Patti—it was so nice to read about your MIL!! What a wonderful woman with oomph!!
Reading about her reminds me of my mother (the 70+ model on my blog) in some ways—was she German?? We laugh that my mother is a stubborn German–in a good way, of course!!
XOXO
Jodie
http://www.jtouchofstyle.com
Oh yes Jodie, she was German AND Irish! Quite a combination of stubborn genes 🙂 I’m Irish on my dad’s side so I can relate. Haha!
What an inspiration. Thank you for sharing about this light shining for Jesus in every way she could.
Ahhh, thank you Debbie 🙂
What a beautiful… beautiful “Life” story… What precious and amazing memories !!! Thank you so much for sharing her story so vividly and the pictures are wonderful !!! Inspiring!!
Thank you for taking the time to comment and leave such a lovely message Terri. I appreciate it so much.
Your sweet tribute to your mother-in-law makes me feel I missed the opportunity to meet one heck of a lady. I hope I am able to live free like her until I’m ready to meet my maker.
The most important quality is integrity. She was a woman of character AND integrity. Thank you Sugar.
What a wonderful tribute, Patti. It sounds like she was an amazing woman.
My mother-in-law is visiting us this weekend. She, too, is wonderful–generous, accepting, kind, hard-working, and wise. Your loss is a great reminder to me to treasure each day I have with my “bonus mom.”
Grace as you mourn her loss in the coming weeks!
I love that you call your MIL your “bonus mom.” Have a great weekend with her and give her a hug from me. <3
Oh Patti, what an amazing woman! Just looking at her you can tell that she had a lot of spunk. What a blessing to have had her in your life!! Thanks for sharing with SYC.
hugs,
Jann
Thank YOU Jann 🙂
I am sorry for your loss Patti. How wonderful a tribute to your MIL.Thanks for sharing at Home Sweet Home!

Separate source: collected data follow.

//! Transaction model
//!
//! A transaction is a dated income or expense entry with a category, an
//! amount and a free-form description. Transactions are immutable once
//! created.

use chrono::{Datelike, NaiveDate};
use serde::{Deserialize, Serialize};
use std::fmt;
use std::str::FromStr;

use super::money::Money;

/// A transaction type name that is neither `Income` nor `Expense`
#[derive(Debug, Clone, PartialEq, Eq, thiserror::Error)]
#[error("unknown transaction type '{0}' (expected Income or Expense)")]
pub struct UnknownKind(pub String);

/// Whether money came in or went out
#[derive(Debug, Clone, Copy, PartialEq, Eq, Hash, Serialize, Deserialize)]
pub enum TransactionKind {
    Income,
    Expense,
}

impl TransactionKind {
    /// All kinds, in menu order
    pub const ALL: [TransactionKind; 2] = [TransactionKind::Income, TransactionKind::Expense];

    /// The name used in the transaction file
    pub fn as_str(&self) -> &'static str {
        match self {
            Self::Income => "Income",
            Self::Expense => "Expense",
        }
    }
}

impl fmt::Display for TransactionKind {
    fn fmt(&self, f: &mut fmt::Formatter<'_>) -> fmt::Result {
        f.write_str(self.as_str())
    }
}

impl FromStr for TransactionKind {
    type Err = UnknownKind;

    fn from_str(s: &str) -> Result<Self, Self::Err> {
        match s {
            "Income" => Ok(Self::Income),
            "Expense" => Ok(Self::Expense),
            other => Err(UnknownKind(other.to_string())),
        }
    }
}

/// A single income or expense entry
#[derive(Debug, Clone, PartialEq, Eq, Serialize, Deserialize)]
pub struct Transaction {
    date: NaiveDate,
    kind: TransactionKind,
    category: String,
    amount: Money,
    description: String,
}

impl Transaction {
    /// Create a new transaction
    ///
    /// Category membership is not checked here; the input layer decides which
    /// categories are valid for a kind.
    pub fn new(
        date: NaiveDate,
        kind: TransactionKind,
        category: impl Into<String>,
        amount: Money,
        description: impl Into<String>,
    ) -> Self {
        Self {
            date,
            kind,
            category: category.into(),
            amount,
            description: description.into(),
        }
    }

    pub fn date(&self) -> NaiveDate {
        self.date
    }

    pub fn kind(&self) -> TransactionKind {
        self.kind
    }

    pub fn category(&self) -> &str {
        &self.category
    }

    pub fn amount(&self) -> Money {
        self.amount
    }

    pub fn description(&self) -> &str {
        &self.description
    }

    pub fn is_income(&self) -> bool {
        self.kind == TransactionKind::Income
    }

    /// Check whether the transaction falls in the given calendar month (1-12)
    pub fn is_in_month(&self, year: i32, month: u32) -> bool {
        self.date.year() == year && self.date.month() == month
    }
}

impl fmt::Display for Transaction {
    fn fmt(&self, f: &mut fmt::Formatter<'_>) -> fmt::Result {
        write!(
            f,
            "{} {} {} {} {}",
            self.date.format("%Y-%m-%d"),
            self.kind,
            self.category,
            self.amount,
            self.description
        )
    }
}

Thank you Sherry. I appreciate that so much.
What a wonderful tribute to this amazing woman! So inspiring. You were blessed to have her as your mother-in-law, and she was blessed to have you as daughter-in-law.
It’s so cool to think of her now being reunited with loved ones who’ve preceded her in passing. I like to think of my mom getting to know her. 🙂 I look forward to meeting her myself!